**WORK TASK**.
From the entries below, copy every line that has the word "Extraction".

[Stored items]
╭──

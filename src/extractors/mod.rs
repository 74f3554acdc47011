//! Extraction seam: one fetcher per provider source, driven over the grid by [`extract_samples`]

pub mod grid;
pub mod open_weather;

use serde_json::Value;

use crate::models::Dataset;

pub use grid::{extract_samples, utc_now_seconds, Extraction};
pub use open_weather::OpenWeatherFetcher;

/// Result of a single provider call
#[derive(Debug, Clone, PartialEq)]
pub enum FetchOutcome {
    Success(Value),
    Failed,
}

/// A provider source that can be queried for one coordinate
///
/// Implementations own retries, timeouts and secret handling; a failure is
/// reported as [`FetchOutcome::Failed`] and never aborts the run.
pub trait Fetcher {
    fn dataset(&self) -> Dataset;

    fn fetch(&self, latitude: f64, longitude: f64) -> FetchOutcome;
}

impl<F: Fetcher + ?Sized> Fetcher for Box<F> {
    fn dataset(&self) -> Dataset {
        (**self).dataset()
    }

    fn fetch(&self, latitude: f64, longitude: f64) -> FetchOutcome {
        (**self).fetch(latitude, longitude)
    }
}

impl<F: Fetcher + ?Sized> Fetcher for &F {
    fn dataset(&self) -> Dataset {
        (**self).dataset()
    }

    fn fetch(&self, latitude: f64, longitude: f64) -> FetchOutcome {
        (**self).fetch(latitude, longitude)
    }
}
pub mod constants;
pub mod coordinates;
pub mod filename;
pub mod progress;

pub use constants::*;
pub use coordinates::{coordinate_units, mask_secret, redact, round_coordinate, validate_coordinates};
pub use filename::{load_file_path, unique_load_path};
pub use progress::ProgressReporter;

╰──

**SOLUTION**.
//! Extraction seam: one fetcher per provider source, driven over the grid by [`extract_samples`]
pub use grid::{extract_samples, utc_now_seconds, Extraction};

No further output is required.